Worth noting is that the demand is still likely to be highest for investment properties in the industrial and multifamily sectors, along with “best quality” assets in retail and office. This certainly seems to hold up in terms of the “flight to quality” we’ve seen this year as companies pull out all the stops to get workers on-board with coming back into office.
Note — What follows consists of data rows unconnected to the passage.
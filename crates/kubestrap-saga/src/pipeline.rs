use tracing::debug;

use crate::audit::AuditLog;
use crate::compensation::CompensationStack;
use crate::error::StepError;
use crate::gate::ConfirmationGate;
use crate::rollback::{RollbackController, RollbackReport};
use crate::service::{ServiceControl, ServiceSnapshot};
use crate::step::{Criticality, Step};

pub(crate) type BoxedStep<Ctx> = Box<dyn Step<Context = Ctx>>;

/// How a pipeline run ended.
#[derive(Debug)]
#[non_exhaustive]
pub enum RunOutcome {
    /// Every step ran; no fatal failure.
    Completed,
    /// A fatal step failed and rollback ran to completion.
    Aborted {
        step: String,
        error: StepError,
        rollback: RollbackReport,
    },
    /// The confirmation gate said no. Nothing was executed.
    Declined,
}

impl RunOutcome {
    /// `true` unless the run was aborted.
    #[must_use]
    pub fn is_success(&self) -> bool {
        !matches!(self, Self::Aborted { .. })
    }
}

/// Mutable state owned by the runner for the duration of one run.
pub struct PipelineRunState<Ctx> {
    pub completed_steps: Vec<String>,
    pub stack: CompensationStack<Ctx>,
    pub log: AuditLog,
    pub is_master: bool,
    pub initial_services: ServiceSnapshot,
}

impl<Ctx> PipelineRunState<Ctx> {
    fn new(log: AuditLog, is_master: bool) -> Self {
        Self {
            completed_steps: Vec::new(),
            stack: CompensationStack::new(),
            log,
            is_master,
            initial_services: ServiceSnapshot::new(),
        }
    }

    fn finish(mut self, outcome: RunOutcome) -> RunReport {
        let discarded_compensations = self.stack.discard();
        RunReport {
            outcome,
            completed_steps: self.completed_steps,
            initial_services: self.initial_services,
            is_master: self.is_master,
            discarded_compensations,
            log: self.log,
        }
    }
}

/// Everything a finished run leaves behind.
#[derive(Debug)]
pub struct RunReport {
    pub outcome: RunOutcome,
    /// Steps that succeeded, in execution order.
    pub completed_steps: Vec<String>,
    pub initial_services: ServiceSnapshot,
    pub is_master: bool,
    /// Compensations dropped unapplied because the run did not roll back.
    pub discarded_compensations: usize,
    pub log: AuditLog,
}

/// An ordered list of steps with preflight checks and postflight verification.
///
/// Build one with [`PipelineBuilder`].
pub struct Pipeline<Ctx> {
    pub(crate) kind: String,
    pub(crate) is_master: bool,
    pub(crate) confirmation: Option<String>,
    pub(crate) watched_services: Vec<String>,
    pub(crate) preflight: Vec<BoxedStep<Ctx>>,
    pub(crate) steps: Vec<BoxedStep<Ctx>>,
    pub(crate) postflight: Vec<BoxedStep<Ctx>>,
}

impl<Ctx> Pipeline<Ctx>
where
    Ctx: ServiceControl,
{
    #[must_use]
    pub fn kind(&self) -> &str {
        &self.kind
    }

    /// Names of every step in execution order, hooks included.
    #[must_use]
    pub fn step_names(&self) -> Vec<&str> {
        self.preflight
            .iter()
            .chain(&self.steps)
            .chain(&self.postflight)
            .map(|s| s.name())
            .collect()
    }

    /// Ask `gate` for permission to run. Pipelines without a prompt are
    /// always allowed.
    ///
    /// Pair with [`Pipeline::run_confirmed`] to ask before any setup work.
    pub fn confirm<G>(&self, gate: &G) -> bool
    where
        G: ConfirmationGate + ?Sized,
    {
        match &self.confirmation {
            Some(prompt) => gate.confirm(prompt),
            None => true,
        }
    }

    /// Run the pipeline to completion, abort, or refusal.
    ///
    /// The confirmation gate is only consulted when the pipeline was built
    /// with a prompt. See [`Pipeline::run_confirmed`] for the rest.
    pub fn run<G>(&self, ctx: &Ctx, gate: &G, log: AuditLog) -> RunReport
    where
        G: ConfirmationGate + ?Sized,
    {
        if !self.confirm(gate) {
            let mut state: PipelineRunState<Ctx> = PipelineRunState::new(log, self.is_master);
            state.log.info(format!(
                "{} declined at confirmation prompt; no changes were made",
                self.kind
            ));
            return state.finish(RunOutcome::Declined);
        }
        self.run_confirmed(ctx, log)
    }

    /// Run the pipeline without consulting a gate.
    ///
    /// Service state is captured before the first step. Preflight, main and
    /// postflight steps then run in order under the same criticality rules;
    /// the first fatal failure rolls back everything registered so far.
    pub fn run_confirmed(&self, ctx: &Ctx, log: AuditLog) -> RunReport {
        let mut state = PipelineRunState::new(log, self.is_master);

        state.log.info(format!(
            "Starting {} pipeline with {} step(s)",
            self.kind,
            self.preflight.len() + self.steps.len() + self.postflight.len()
        ));
        state.initial_services = ServiceSnapshot::capture(ctx, self.watched_services.as_slice());
        for (service, service_state) in state.initial_services.iter() {
            debug!(service, state = %service_state, "captured initial service state");
        }

        let phases = [
            ("preflight", &self.preflight),
            ("install", &self.steps),
            ("postflight", &self.postflight),
        ];
        for (phase, steps) in phases {
            debug!(phase, count = steps.len(), "entering phase");
            for step in steps {
                if let Err(error) = run_step(step.as_ref(), ctx, &mut state) {
                    let rollback = RollbackController::new().rollback(
                        ctx,
                        &mut state.stack,
                        &state.initial_services,
                        &mut state.log,
                    );
                    let outcome = RunOutcome::Aborted {
                        step: step.name().to_string(),
                        error,
                        rollback,
                    };
                    return state.finish(outcome);
                }
            }
        }

        let pending = state.stack.len();
        state.log.info(format!(
            "{} pipeline completed; {pending} rollback action(s) discarded",
            self.kind
        ));
        state.finish(RunOutcome::Completed)
    }
}

fn run_step<Ctx>(
    step: &dyn Step<Context = Ctx>,
    ctx: &Ctx,
    state: &mut PipelineRunState<Ctx>,
) -> Result<(), StepError> {
    let name = step.name();
    state.log.step_started(name);

    match step.execute(ctx, &mut state.stack) {
        Ok(()) => {
            state.log.step_completed(name);
            state.completed_steps.push(name.to_string());
            Ok(())
        }
        Err(error) => match step.criticality() {
            Criticality::Warning => {
                state.log.step_warning(name, &error.full_message());
                Ok(())
            }
            Criticality::Fatal => {
                state.log.step_failed(name, &error.full_message());
                Err(error)
            }
        },
    }
}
In addition, niche property types, like medical office buildings and cold storage, remain a potential wildcard as more investors look to diversify their property portfolios.

Outlook up North

Caution from investors is also a key theme in Canada, as CRE companies find it increasingly difficult to access funding for new projects and developments. As the report points out: “… for now, the heightened uncertainty is leading many players to stay on the sidelines as they wait to see where the market, particularly when it comes to pricing and valuations, settles.”

At the same time, the growing drive to meet Environmental, Social and Governance (ESG) imperatives means that companies with a strong ESG focus are likely to have an easier time accessing Canadian capital.

Top US markets

The normalization trend seen for real estate sectors seems likely to play out across different markets as well. PwC reports that markets that previously outperformed are seeing a drop off, while some low-rated markets improve their standing.

Despite a modest retraction, however, the real stars of the show as we head into 2023 still seem to be concentrated in the Sun Belt. Metros like Nashville and Phoenix, which have gone from strength to strength over the last couple of years, are still viewed as top prospects by CRE professionals and investors alike.

A challenging year

As these predictions show, the environment CRE professionals face in 2023 is likely to be at least as challenging as what we’ve seen in recent years. We’ve already seen the start of price dips as markets begin to react to rising interest rates, and there are assuredly more challenges incoming.

What those challenges look like will of course vary between sectors and regions, and no single strategy is likely to be equally effective across the board. What remains true however, is that for the savvy CRE professional careful positioning, and a focus on fundamentals, will be integral to navigating the year to come.